The book begins with an “interview” with Desikachar. The questions are about Krishnamacharya’s philosophy and method of teaching yoga. It is revealing to read how his (and Desikachar’s) approach to teaching and hatha style is quite different from that of his two famous students, Iyengar and Pattabhi Jois. Readers who have no emotional connection to Krishnamacharya, or just want to know asanas, may have little interest in this background. However for yoga teachers, it is quite informative on asana teaching styles, goals for asana practice, and interpretation of yoga.
The most useful and satisfying parts of the book are the following chapters that are about developing a personal practice: Foundations of Yoga Practice, The Principles of Asana Practice, The Careful Construction of a Yoga Practice, and Asana Variations. Here you do learn how to understand an asana and the importance of developing a personal asana practice. Many out-of-the-box asana adaptations indicate deep understanding about body movements. The approach in this book is gentle and therapeutic. It is not about challenging asana practice. The therapeutic aspect, a welcome change, is usually lacking in yoga practitioners and most mainstream yoga books. Four general practice sequences at the end of the book are a good start. The reader senses right away that this is the author’s comfort zone and area of expertise.
Then come the chapters on what is the “heart of yoga,” Patanjali’s Yoga Sutras. The author considers the sutras to be the most important text on yoga. Given that, the brief commentary after each sutra is so simplified that it lacks depth. For us, there is more confusion regarding the relationship between hatha and raja yoga than clarity. The writing did not convey the same level of comfort or expertise as the asana chapters.

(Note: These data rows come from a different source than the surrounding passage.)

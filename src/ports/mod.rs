//! Injected capability interfaces.
//!
//! The engine core never talks to a concrete transport: membership and role
//! answers, capability attestation, and asset/cash movement all arrive
//! through the traits in this module. `memory` provides in-memory reference
//! adapters used by the CLI, demos, benchmarks, and tests.

use alloy_primitives::{Address, U256};
use serde::{Deserialize, Serialize};
use std::fmt;
use thiserror::Error;

use crate::core::asset::Capability;

pub mod memory;

/// Answers subscription-discount queries and prices a single asset unit.
pub trait MembershipOracle {
    /// Whether the account holds a subscription exempting it from fees.
    fn has_subscription(&self, account: Address) -> bool;

    /// The per-asset fee charged to non-subscribers.
    fn unit_fee(&self) -> U256;
}

/// A protocol role an account can hold.
#[derive(Debug, Clone, Copy, PartialEq, Eq, Hash, Serialize, Deserialize)]
pub enum Role {
    /// May sweep accumulated fees to the treasury.
    Moderator,
}

impl fmt::Display for Role {
    fn fmt(&self, f: &mut fmt::Formatter<'_>) -> fmt::Result {
        match self {
            Role::Moderator => write!(f, "moderator"),
        }
    }
}

/// Answers role-membership queries.
pub trait RoleOracle {
    fn has_role(&self, role: Role, account: Address) -> bool;
}

/// Probes a token contract for its attested transfer capabilities.
pub trait CapabilityProbe {
    fn supports_capability(&self, token: Address, capability: Capability) -> bool;
}

/// Failure reported by an underlying transfer protocol.
#[derive(Debug, Clone, Error, PartialEq, Eq)]
#[error("{0}")]
pub struct TransferFailure(pub String);

impl TransferFailure {
    pub fn new(reason: impl Into<String>) -> Self {
        Self(reason.into())
    }
}

/// Moves asset units between accounts.
///
/// The engine dispatches on the record's mode: `transfer_unique` for
/// single-unit records (`value == 0`), `transfer_quantity` otherwise.
/// Implementations must either complete the transfer or report failure;
/// a silent partial transfer is a protocol violation.
pub trait AssetTransferPort {
    fn transfer_unique(
        &mut self,
        from: Address,
        to: Address,
        token: Address,
        token_id: u32,
    ) -> Result<(), TransferFailure>;

    fn transfer_quantity(
        &mut self,
        from: Address,
        to: Address,
        token: Address,
        token_id: u32,
        amount: u128,
    ) -> Result<(), TransferFailure>;
}

/// Sends native currency out of custody.
pub trait CashTransferPort {
    fn send(&mut self, to: Address, amount: U256) -> Result<(), TransferFailure>;
}

/// Fixed acceptance codes the transfer protocols require of a receiving
/// party. The engine returns these from its receiver hooks to acknowledge
/// inbound transfers into custody.
pub mod acknowledgement {
    /// Acceptance code for an inbound single-unit transfer.
    pub const UNIQUE_RECEIVED: [u8; 4] = [0x15, 0x0b, 0x7a, 0x02];
    /// Acceptance code for an inbound quantity-bearing transfer.
    pub const QUANTITY_RECEIVED: [u8; 4] = [0xf2, 0x3a, 0x6e, 0x61];
    /// Acceptance code for an inbound quantity-bearing batch transfer.
    pub const QUANTITY_BATCH_RECEIVED: [u8; 4] = [0xbc, 0x19, 0x7c, 0x81];
}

In conclusion, The Heart of Yoga, is an excellent resource for developing a personal practice with appropriate modifications. However, for the heart of yoga described by Patanjali, we recommend two other books reviewed on this website. For a simple, conversational commentary, Raja Yoga: Conquering the Internal Nature by Swami Vivekananda is a good choice. It is easy to read. For a serious reader looking for an in-depth and more academic commentary, we recommend Four Chapters on Freedom: Commentary on the Yoga Sutras of Patanjali by Swami Satyananda Saraswati.